Write out, word for word, every line from the one containing "pub const PALETTE: [&str;" through the final line of the records.

ENTRIES PROVIDED Start Marker

//! Fixed color palette for item borders. A color is picked once, when an item is created.

pub const PALETTE: [&str; 8] = [
    "#1abc9c", "#2ecc71", "#3498db", "#9b59b6", "#f1c40f", "#e67e22", "#e74c3c", "#34495e",
];

/// Picks a palette entry using OS randomness. Falls back to the first entry if the OS
/// source is unavailable.
pub fn random_color() -> &'static str {
    let mut buf = [0u8; 1];
    match getrandom::getrandom(&mut buf) {
        Ok(()) => color_for(buf[0]),
        Err(_) => PALETTE[0],
    }
}

pub fn color_for(seed: u8) -> &'static str {
    PALETTE[seed as usize % PALETTE.len()]
}

pub fn is_palette_color(color: &str) -> bool {
    PALETTE.contains(&color)
}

ENTRIES PROVIDED End Marker

ANSWER FOR THE TASK
pub const PALETTE: [&str; 8] = [
    "#1abc9c", "#2ecc71", "#3498db", "#9b59b6", "#f1c40f", "#e67e22", "#e74c3c", "#34495e",
];

/// Picks a palette entry using OS randomness. Falls back to the first entry if the OS
/// source is unavailable.
pub fn random_color() -> &'static str {
    let mut buf = [0u8; 1];
    match getrandom::getrandom(&mut buf) {
        Ok(()) => color_for(buf[0]),
        Err(_) => PALETTE[0],
    }
}

pub fn color_for(seed: u8) -> &'static str {
    PALETTE[seed as usize % PALETTE.len()]
}

pub fn is_palette_color(color: &str) -> bool {
    PALETTE.contains(&color)
}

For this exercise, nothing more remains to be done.